Under the terms of the Merger Agreement, at the closing,
Phunware shareholders will receive consideration in the form of
newly issued Stellar equity securities, valued based on an
enterprise value of $301 million for Phunware and subject to
customary adjustments for cash and debt and, at the election of
Phunware’s shareholders, acquire from Stellar sponsors up to
3,985,244 but not less than 2,450,000 warrants to purchase common
stock of the Company at $0.50 per warrant. In addition, all
Phunware stock options and warrants will be assumed by Stellar in
the transaction as part of the merger consideration. Cash proceeds
released from Stellar’s trust account after shareholder redemptions
and the payment of transaction expenses and other Stellar
liabilities will remain with the Company, and are intended to be
used to grow its business, fund inorganic growth initiatives and
for working capital. The Merger is subject to a number of
conditions, including a requirement that Stellar shall have at
least $19 million cash and cash equivalents, net of (a) any cash,
cash equivalents or other assets of Phunware, (b) any cash funds
that are necessary to pay its unpaid expenses, debt and
liabilities, (c) cash funds required for redemptions.

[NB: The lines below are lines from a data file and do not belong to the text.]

//! The `RecordStore` trait.
//!
//! Implemented by storage backends (e.g. `rsvp-store-sqlite`). The response
//! service depends on this abstraction, not on any concrete backend.

use std::future::Future;

use crate::{key::RecordKey, record::RsvpRecord};

/// A narrow persistence façade for RSVP records.
///
/// Writes are append-only: there is no update or delete. Backends must provide
/// atomicity for a single key write and for a single prefix read, so several
/// service instances can write concurrently without external locking.
///
/// All methods return `Send` futures so the trait can be used from
/// multi-threaded async runtimes (e.g. tokio with `axum`).
pub trait RecordStore: Send + Sync {
  type Error: std::error::Error + Send + Sync + 'static;

  /// Persist `record` under `key`.
  ///
  /// Must fail rather than overwrite if a record already exists under `key`.
  /// Failures are returned to the caller, never retried here.
  fn write<'a>(
    &'a self,
    key: &'a RecordKey,
    record: &'a RsvpRecord,
  ) -> impl Future<Output = Result<(), Self::Error>> + Send + 'a;

  /// Return every record whose key starts with `prefix`, in no particular
  /// order.
  fn list_by_prefix<'a>(
    &'a self,
    prefix: &'a str,
  ) -> impl Future<Output = Result<Vec<RsvpRecord>, Self::Error>> + Send + 'a;
}

impl<S: RecordStore> RecordStore for std::sync::Arc<S> {
  type Error = S::Error;

  fn write<'a>(
    &'a self,
    key: &'a RecordKey,
    record: &'a RsvpRecord,
  ) -> impl Future<Output = Result<(), Self::Error>> + Send + 'a {
    (**self).write(key, record)
  }

  fn list_by_prefix<'a>(
    &'a self,
    prefix: &'a str,
  ) -> impl Future<Output = Result<Vec<RsvpRecord>, Self::Error>> + Send + 'a {
    (**self).list_by_prefix(prefix)
  }
}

Following the closing, Stellar’s shares and
warrants are expected to trade on the NASDAQ under the trading
symbols “PHUN” and “PHUNW”, respectively. Mr. Alan S. Knitowski,
the current Chief Executive Officer of Phunware, will become Chief
Executive Officer of the Company. Mr. Matthew Aune, Phunware’s
Chief Financial Officer, will become Chief Financial Officer of the
Company.
Additional Information About the
Transaction and Where to Find It
The definitive proxy statement/prospectus and other relevant
documents in connection with the special meeting and the matters to
be voted on will be mailed to Stellar shareholders on November 15,
2018.
Stellar’s shareholders are urged to read the proxy
statement/prospectus, which contains important information about
Stellar, Phunware and the proposed transaction.

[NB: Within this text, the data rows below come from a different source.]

//! rsvp-server binary.
//!
//! Reads `config.toml` (or the path specified with `--config`), opens the
//! SQLite record store, and serves the RSVP JSON API over HTTP.

use std::{path::PathBuf, sync::Arc};

use anyhow::Context as _;
use clap::Parser;
use rsvp_core::service::ResponseService;
use rsvp_server::{expand_tilde, load_config};
use rsvp_store_sqlite::SqliteStore;
use tokio::net::TcpListener;
use tracing::level_filters::LevelFilter;
use tracing_subscriber::EnvFilter;

#[derive(Parser)]
#[command(author, version, about = "Wedding RSVP server")]
struct Cli {
  /// Path to the TOML configuration file.
  #[arg(short, long, default_value = "config.toml")]
  config: PathBuf,
}

#[tokio::main]
async fn main() -> anyhow::Result<()> {
  tracing_subscriber::fmt()
    .with_env_filter(
      EnvFilter::builder()
        .with_default_directive(LevelFilter::INFO.into())
        .from_env_lossy(),
    )
    .init();

  let cli = Cli::parse();

  let server_cfg = load_config(&cli.config).context("failed to load server config")?;

  let store_path = expand_tilde(&server_cfg.store_path);
  let store = SqliteStore::open(&store_path)
    .await
    .with_context(|| format!("failed to open store at {store_path:?}"))?;

  let service = Arc::new(ResponseService::new(store));
  let app = rsvp_server::router(service);
  let address = format!("{}:{}", server_cfg.host, server_cfg.port);

  tracing::info!("Listening on http://{address}");
  let listener = TcpListener::bind(&address)
    .await
    .with_context(|| format!("failed to bind {address}"))?;

  axum::serve(listener, app).await.context("server error")?;

  Ok(())
}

The description of the transaction contained herein is only a
summary and is qualified in its entirety by reference to the final
proxy statement/prospectus. Shareholders will also be able to
obtain a free copy of the proxy statement, as well as other filings
containing information about Stellar without charge, at the SEC’s
website (www.sec.gov) or by calling 1-800-SEC-0330. Copies of the
proxy statement and other filings with the SEC can also be
obtained, without charge, by directing a request to: Stellar
Acquisition III Inc., 90 Kifissias Avenue, Maroussi 15125, Athens,
Greece. Additionally, all documents filed with the SEC can be found
on Stellar’s website, www.stellaracquisition.com.
About Stellar
Stellar is a Republic of the Marshall Islands
blank check company, also commonly referred to as a Special Purpose
Acquisition Company, or SPAC, formed for the purpose of effecting a
merger, asset acquisition or other business combination with one or
more businesses or entities. Stellar’s units, shares of common
stock and warrants are currently listed on the Nasdaq Capital
Market under the symbols “STLRU,” “STLR” and “STLRW, respectively.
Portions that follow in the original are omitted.